“We’re looking at balance and fall prevention in people at risk, particularly those affected by Parkinson’s disease (PD),” says Dr. Lesley Brown, kinesiology professor and associate vice-president research at the University of Lethbridge.
Brown says her team has been studying how listening to music while walking can benefit people with PD and they are expecting to expand their work to include participants from across the province this fall.
|Photo of Dr. Lesley Brown |
courtesy of University of Lethbridge
“One of the trademarks of PD can be a slow, shuffling walk, which increases the risk for falling and we hope to be able to reduce some of the dangers associated with that.”
She says her team is undertaking the new study as a follow-up to a five-year project that concluded in 2011. That study was made possible by a five-year research grant from the Canadian Institute for Health Research and involved around 40 participants.
“In the previous study, we had half the participants walk to the beat of music in the genre they enjoyed and where the cadence matched their walking gait,” she explains. They walked for 40 minutes, three times a week for 13 weeks. The researchers monitored their ongoing progress and compared it to the starting gait measurements of the participants, as well as their counterparts in the study that didn’t do the music therapy. They found definite improvements in the step patterns of the participants undergoing music therapy.
She says the new study will be more sophisticated and involve a broader scope of participants from around the province. Researchers at the University of Calgary and the University of Alberta will be assisting with the study.
“This time, the music is the reward. Participants will walk outside with an iPod and they will have to step with a steady and regular gait in order to hear the music,” she says. “The music will stop if their walking pattern goes wrong. To get the music back, they’ll have to focus on stepping correctly.”
Parkinson’s disease (PD) is a chronic, degenerative neurological disease which affects approximately 100,000 Canadians. PD develops with the loss of nerve cells in the brain that produce a chemical called dopamine. The symptoms of PD can vary person to person and have an impact on many aspects of patients’ lives. As dopamine levels fall, symptoms such as uncontrollable shaking, stiffness or muscle tensing, and slowness and loss of spontaneous movement can progress.
“We know that vigorous exercise can slow down the progression of the disease and possibly even reverse some of its effects,” says Jon Doan, a U of L kinesiology professor who is involved in Brown’s walking study, along with Natalie DeBruin, a post-doctoral fellow in the Department of Kinesiology.
Doan is also researching the benefits ice skating may have for PD patients and will be presenting his findings at the World Parkinson’s Congress in Montreal in October.
“Right now we want to see if ice skating is a reasonable activity for neuro research,” he says. His study currently involves 17 patients in Lethbridge, Red Deer, Edmonton, Medicine Hat, Vancouver and Vernon. He wants to expand the research into Saskatchewan this winter.

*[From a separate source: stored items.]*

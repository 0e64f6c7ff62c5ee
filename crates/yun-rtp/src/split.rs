//! 把一路 RTP 包切成多个 MJR 归档.
//!
//! 某段的包数达到上限, 或当前包距本段第一个包的时长达到上限时, 从当前包开始新的一段.

use log::{debug, info};
use serde::{Deserialize, Serialize};
use yun_core::{YunError, YunResult};
use yun_format::IoContext;
use yun_remux::{AbortSignal, SegmentTemplate};

use crate::archive::MjrWriter;
use crate::depacketize::TimestampUnwrapper;
use crate::payload::PayloadKind;
use crate::reader::RtpPackets;

/// 每段的上限, 都不设置时只输出一段
#[derive(Debug, Clone, Copy, Default, PartialEq, Serialize, Deserialize)]
#[serde(default)]
pub struct SplitOptions {
    /// 时长上限 (秒)
    pub duration: Option<f64>,
    /// 包数上限
    pub count: Option<u64>,
}

/// 一个输出分片
#[derive(Debug, Clone, Default, Serialize)]
pub struct SplitPart {
    pub file_name: String,
    pub packets: u64,
}

/// 切分结果
#[derive(Debug, Clone, Default, Serialize)]
pub struct SplitReport {
    pub parts: Vec<SplitPart>,
    pub packets: u64,
}

struct OpenPart {
    writer: MjrWriter,
    info: SplitPart,
    epoch: i64,
}

/// 切分 `packets`, 第 n 段 (从 1 开始) 的名字由 `template` 展开, 由 `opener` 打开输出
pub fn split_archive<O>(
    packets: &mut RtpPackets,
    kind: PayloadKind,
    template: &SegmentTemplate,
    mut opener: O,
    options: &SplitOptions,
    abort: &dyn AbortSignal,
) -> YunResult<SplitReport>
where
    O: FnMut(&str) -> YunResult<IoContext>,
{
    if options.duration.is_some_and(|d| !d.is_finite() || d <= 0.0) {
        return Err(YunError::BadValue("切分时长必须为正".into()));
    }
    if options.count == Some(0) {
        return Err(YunError::BadValue("切分包数必须为正".into()));
    }
    let clock = f64::from(kind.clock_rate());
    let mut unwrapper = TimestampUnwrapper::default();
    let mut report = SplitReport::default();
    let mut current: Option<OpenPart> = None;

    loop {
        abort.check().inspect_err(|_| info!("切分已中止"))?;
        let Some(rtp) = packets.next_packet()? else {
            break;
        };
        let ts = unwrapper.unwrap(rtp.timestamp);

        let start_new = current.as_ref().is_none_or(|part| {
            options.count.is_some_and(|c| part.info.packets >= c)
                || options.duration.is_some_and(|d| (ts - part.epoch) as f64 / clock >= d)
        });
        if start_new {
            if let Some(done) = current.take() {
                close_part(done, &mut report)?;
            }
            let number = u32::try_from(report.parts.len() + 1)
                .map_err(|_| YunError::BadValue("分片数超出范围".into()))?;
            let file_name = template.expand(number)?;
            debug!("开始分片 {file_name}");
            let writer = MjrWriter::create(opener(&file_name)?, kind.media_type())?;
            current = Some(OpenPart {
                writer,
                info: SplitPart {
                    file_name,
                    packets: 0,
                },
                epoch: ts,
            });
        }
        if let Some(part) = current.as_mut() {
            part.writer.write_record(&rtp.to_bytes())?;
            part.info.packets += 1;
            report.packets += 1;
        }
    }
    if let Some(done) = current.take() {
        close_part(done, &mut report)?;
    }
    info!("切分完成: {} 个包, {} 个分片", report.packets, report.parts.len());
    Ok(report)
}

fn close_part(part: OpenPart, report: &mut SplitReport) -> YunResult<()> {
    part.writer.finish()?;
    debug!("分片 {} 写入 {} 个包", part.info.file_name, part.info.packets);
    report.parts.push(part.info);
    Ok(())
}

#[cfg(test)]
mod tests {
    use std::cell::RefCell;
    use std::collections::BTreeMap;
    use std::rc::Rc;

    use super::*;
    use crate::archive::{ArchiveReader, MjrReader};
    use crate::packet::RtpPacket;
    use crate::reader::RtpFilter;
    use crate::reader::tests::mjr_part;
    use yun_core::MediaType;
    use yun_format::io::{MemoryBackend, MemoryHandle};
    use yun_remux::NeverAbort;

    type Outputs = Rc<RefCell<BTreeMap<String, MemoryHandle>>>;

    /// 20 ms 一个 Opus 包
    fn audio(packets: u32) -> RtpPackets {
        let list: Vec<_> = (0..packets)
            .map(|i| RtpPacket::new(111, i as u16, i * 960, 5, vec![0xFC, 0x00]))
            .collect();
        RtpPackets::new(vec![mjr_part("a.mjr", MediaType::Audio, &list)], RtpFilter::default())
    }

    fn memory_opener(outputs: &Outputs) -> impl FnMut(&str) -> YunResult<IoContext> + use<> {
        let outputs = Rc::clone(outputs);
        move |name| {
            let backend = MemoryBackend::new();
            outputs.borrow_mut().insert(name.to_string(), backend.handle());
            Ok(IoContext::new(Box::new(backend)))
        }
    }

    fn count_records(handle: &MemoryHandle) -> usize {
        let io = IoContext::new(Box::new(MemoryBackend::from_data(handle.contents())));
        let mut reader = MjrReader::open(io).unwrap();
        std::iter::from_fn(|| reader.next_record().unwrap()).count()
    }

    #[test]
    fn test_按包数切分() {
        let outputs = Outputs::default();
        let template = SegmentTemplate::parse("part-%02d.mjr").unwrap();
        let options = SplitOptions { count: Some(4), ..Default::default() };
        let report = split_archive(&mut audio(10), PayloadKind::Opus, &template, memory_opener(&outputs), &options, &NeverAbort)
            .unwrap();
        assert_eq!(report.packets, 10);
        let counts: Vec<u64> = report.parts.iter().map(|p| p.packets).collect();
        assert_eq!(counts, vec![4, 4, 2]);
        assert_eq!(report.parts[0].file_name, "part-01.mjr");
        let outputs = outputs.borrow();
        assert_eq!(count_records(&outputs["part-03.mjr"]), 2);
    }

    #[test]
    fn test_按时长切分() {
        let outputs = Outputs::default();
        let template = SegmentTemplate::parse("t%d.mjr").unwrap();
        let options = SplitOptions { duration: Some(0.1), ..Default::default() };
        let report = split_archive(&mut audio(12), PayloadKind::Opus, &template, memory_opener(&outputs), &options, &NeverAbort)
            .unwrap();
        // 100 ms = 5 个包
        let counts: Vec<u64> = report.parts.iter().map(|p| p.packets).collect();
        assert_eq!(counts, vec![5, 5, 2]);
        assert_eq!(outputs.borrow().len(), 3);
    }

    #[test]
    fn test_切分参数与中止() {
        let outputs = Outputs::default();
        let template = SegmentTemplate::parse("x%d.mjr").unwrap();
        let zero = SplitOptions { count: Some(0), ..Default::default() };
        assert!(split_archive(&mut audio(1), PayloadKind::Opus, &template, memory_opener(&outputs), &zero, &NeverAbort).is_err());
        let negative = SplitOptions { duration: Some(-1.0), ..Default::default() };
        assert!(split_archive(&mut audio(1), PayloadKind::Opus, &template, memory_opener(&outputs), &negative, &NeverAbort).is_err());

        let err = split_archive(&mut audio(3), PayloadKind::Opus, &template, memory_opener(&outputs), &SplitOptions::default(), &|| true)
            .unwrap_err();
        assert!(err.is_aborted());
        assert!(outputs.borrow().is_empty());

        let report = split_archive(&mut audio(3), PayloadKind::Opus, &template, memory_opener(&outputs), &SplitOptions::default(), &NeverAbort)
            .unwrap();
        assert_eq!(report.parts.len(), 1);
    }
}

“Ice skating is a very novel Canadian therapy for PD patients with mild to moderate symptoms,” he says. “The results so far are very positive. They are skating faster, improving their posture and doing some stick handling which helps coordination.”
Doan says some PD patients withdraw socially upon diagnosis or as symptoms worsen and getting out to exercise can have a positive effect on them physically and mentally.“Because of the increasing awareness of PD and better screening, many more people are being diagnosed at a younger age,” he says. “For them, the exercise studies could have a huge impact, not only in slowing or reversing the disease, but helping them socially as well.”